Una serata indimenticabile per il pubblico e per gli stessi protagonisti, Mogol e Gianni Bella, quella vissuta sabato sera nella cornice del castello di Desenzano.
Una serata che nasce così, quasi al naturale, fomentata soprattutto dalla stima e simpatia che nasce reciprocamente, come quella, divenuta amicizia, fra il poeta Giulio Mogol ed il sindaco di Desenzano Cino Anelli.
Tutti sappiamo il riserbo che normalmente contraddistingue Mogol, schivo a lunghi discorsi. A Desenzano l’altra sera non è stato così.
Salito sul palco ha raccontato episodi ed aneddoti, con battute scherzose indirizzate alla bravissima presentatrice Gabriella Germani sia anche all’amico e collega Gianni Bella.
Impressioni e performance de Gli artisti
Sorpresa per la presentatrice, che in pochi, e sino alla sua presentazione, conoscevano, ma che poi, quando la stessa Gabriella si è presentata, tutti l’hanno applaudita.
In effetti sono stati moltissimi coloro che l’hanno seguita nelle sue performance imitative nel corso delle puntate del Bagaglino, in cui lei impersonava, in modo assai simpatico, quella Daria Bignardi assorta alla popolarità del piccolo schermo proprio grazie alle sue conduzioni e dirette con la Casa del Grande Fratello.
Brava poi, sempre Germani, nel proporre alcuni voci come ad esempio da Casa Mondaini Vinello e Mondani, Valeria Marini, ecc..
Bravissimi anche gli allievi del CET, che hanno proposto, accompagnati dal gruppo de “I fiori d’acqua Dolce”, numerosi brani scritti da Mogol e Bella.
Il momento culminante della serata
Ma il momento clou della serata è stato quando sul palco è salito il festeggiato: Gianni Bella, che ha proposto alcuni dei suoi brani portati al successo da interpreti come Adriano Cementano, oltre 3 milioni di dischi venduti con i due ultimi album, o Gianni Morandi.

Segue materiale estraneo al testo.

// chanmix - interactive channel-based audio mixing engine

pub mod decoder;
pub mod mixer;

pub use decoder::PcmDecoder;
pub use mixer::{
    AudioFormat, AudioSource, Channel, ChannelState, DeviceRequest, Engine, FilterFn, FilterId,
    FinishedHook, GroupId, HookId, HostDevice, MixPolicy, MixerError, MixerResult, NullDevice,
    PlayPolicy, SampleFormat, SharedSource, Target, INFINITE, MAX_VOLUME,
};
//! Recipient check: is this event addressed to us?

use serde_json::Value;

use crate::error::{WebhookError, WebhookResult};

/// Top-level payload field naming the intended recipient (the API key).
pub const RECIPIENT_CLIENT_ID: &str = "recipient_client_id";

/// Check that the payload's `recipient_client_id` equals `expected_api_key`.
///
/// A payload that is not JSON is an error. A missing or non-string field is a
/// plain mismatch.
pub fn matches_recipient(payload: &str, expected_api_key: &str) -> WebhookResult<bool> {
    let json: Value = serde_json::from_str(payload).map_err(|e| WebhookError::MalformedPayload {
        message: format!("error parsing the event payload during recipient check: {}", e),
    })?;

    Ok(json
        .get(RECIPIENT_CLIENT_ID)
        .and_then(Value::as_str)
        .is_some_and(|recipient| recipient == expected_api_key))
}
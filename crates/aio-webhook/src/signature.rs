//! RSA-SHA256 signature verification over raw payload bytes.
//!
//! Signatures are PKCS#1 v1.5 with SHA-256, base64-encoded by the sender. The
//! payload is verified exactly as received: no canonicalization, no trimming.

use base64::alphabet;
use base64::engine::{DecodePaddingMode, GeneralPurpose, GeneralPurposeConfig};
use base64::Engine;
use rsa::pkcs1::DecodeRsaPublicKey;
use rsa::pkcs1v15::{Signature, VerifyingKey};
use rsa::pkcs8::DecodePublicKey;
use rsa::sha2::Sha256;
use rsa::signature::Verifier;
use rsa::RsaPublicKey;

use crate::error::{WebhookError, WebhookResult};
use crate::headers::SignatureSlot;

/// Standard alphabet; `=` padding is optional on decode.
const SIGNATURE_ENGINE: GeneralPurpose = GeneralPurpose::new(
    &alphabet::STANDARD,
    GeneralPurposeConfig::new().with_decode_padding_mode(DecodePaddingMode::Indifferent),
);

/// Verify a base64 signature of `payload` under `key`.
///
/// Returns `Ok(false)` when the signature does not match. Only a signature
/// that is not valid base64 is an error (`MalformedSignature` for `slot`).
pub fn verify_signature(
    payload: &[u8],
    signature_b64: &str,
    key: &RsaPublicKey,
    slot: SignatureSlot,
) -> WebhookResult<bool> {
    let signature_bytes = decode_signature(signature_b64, slot)?;
    Ok(verify_signature_bytes(payload, &signature_bytes, key))
}

/// Decode a base64 signature header value.
pub fn decode_signature(signature_b64: &str, slot: SignatureSlot) -> WebhookResult<Vec<u8>> {
    SIGNATURE_ENGINE
        .decode(signature_b64.trim())
        .map_err(|e| WebhookError::MalformedSignature {
            slot,
            reason: e.to_string(),
        })
}

/// Verify already-decoded signature bytes.
pub fn verify_signature_bytes(payload: &[u8], signature: &[u8], key: &RsaPublicKey) -> bool {
    let Ok(signature) = Signature::try_from(signature) else {
        return false;
    };

    VerifyingKey::<Sha256>::new(key.clone())
        .verify(payload, &signature)
        .is_ok()
}

/// Decode a PEM RSA public key (SPKI or PKCS#1).
pub fn decode_public_key(path: &str, pem: &str) -> WebhookResult<RsaPublicKey> {
    let pem = pem.trim();

    if let Ok(key) = RsaPublicKey::from_public_key_pem(pem) {
        return Ok(key);
    }

    RsaPublicKey::from_pkcs1_pem(pem).map_err(|e| WebhookError::InvalidPublicKey {
        path: path.to_string(),
        reason: format!("not an RSA public key PEM: {}", e),
    })
}
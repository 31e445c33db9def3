//! Error types for webhook verification.
//!
//! Negative verification outcomes (wrong recipient, bad signature, missing
//! field) are not errors; they surface as `Ok(false)`. Everything here is
//! either malformed input or an infrastructure problem.

use crate::headers::SignatureSlot;

/// Webhook verification errors.
#[derive(Debug, Clone, thiserror::Error)]
pub enum WebhookError {
    /// The event payload is not a JSON document.
    #[error("malformed event payload: {message}")]
    MalformedPayload { message: String },

    /// A signature header is not valid base64.
    #[error("malformed signature in slot {slot}: {reason}")]
    MalformedSignature { slot: SignatureSlot, reason: String },

    /// Network error while fetching a public key.
    #[error("network error: {message}")]
    Network { message: String },

    /// The security domain answered a key request with a non-2xx status.
    #[error("public key fetch failed for {path}: HTTP {status}")]
    KeyFetch { path: String, status: u16 },

    /// The key body could not be parsed as an RSA public key.
    #[error("invalid public key at {path}: {reason}")]
    InvalidPublicKey { path: String, reason: String },

    /// The key path would resolve outside the security domain.
    #[error("untrusted public key path {path}: {reason}")]
    UntrustedKeyPath { path: String, reason: String },

    /// Configuration error.
    #[error("configuration error: {message}")]
    Config { message: String },
}

impl WebhookError {
    /// Whether the error happened while resolving a public key.
    ///
    /// Key-resolution failures only disqualify the slot they occurred in.
    pub fn is_key_resolution(&self) -> bool {
        matches!(
            self,
            Self::Network { .. }
                | Self::KeyFetch { .. }
                | Self::InvalidPublicKey { .. }
                | Self::UntrustedKeyPath { .. }
        )
    }

    /// Whether the error was caused by the webhook request itself.
    pub fn is_malformed_input(&self) -> bool {
        matches!(
            self,
            Self::MalformedPayload { .. } | Self::MalformedSignature { .. }
        )
    }

    /// Whether the error is retryable.
    pub fn is_retryable(&self) -> bool {
        match self {
            Self::Network { .. } => true,
            Self::KeyFetch { status, .. } => *status == 429 || *status >= 500,
            _ => false,
        }
    }
}

impl From<reqwest::Error> for WebhookError {
    fn from(err: reqwest::Error) -> Self {
        Self::Network {
            message: err.to_string(),
        }
    }
}

/// Result type for webhook verification.
pub type WebhookResult<T> = Result<T, WebhookError>;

Tanti altri nomi, tra cui la sorella Marcella, con la quale sta preparando un CD che dovrebbe uscire a settembre, contenente oltre ad alcuni brani del passato anche 4 nuovi inediti.
Dopo “Arcobaleno”, Gianni Bella ha snocciolato numerose sue creazioni, tutte particolarmente applaudite dal numerosissimo pubblico che affollava la platea.
E così, in questo teatro recuperato, sono echeggiati pezzi, cantati anche da alcuni bravissimi ragazzi del CET, come Galassia, La colina dei ciliegi, Nell’aria, L’emozione non ha voce, Per averti, Non è Francesca, Domani, Bello Amore, e via via fino alla fine, quando sul palco sono saliti tutti i protagonisti, dal sindaco Anelli all’assessore Garagna, Mogol, Bella, gli artisti del CET: Romano, Proietti, Barbera, Barsanti, De Fonte, Luria, Rosati, Bertazzi, Rigrati e Nulchis.
Saluti commossi, con il proposito del prossimo appuntamento nel 2001, con un protagonista nuovo, il cui nome resta velato da un velo di segreto, ma che farà comunque parte della cerchia degli amici di Mogol.
Nel suo intervento, Mogol ha poeticamente definito il lago di Garda “Il lago che sorride”.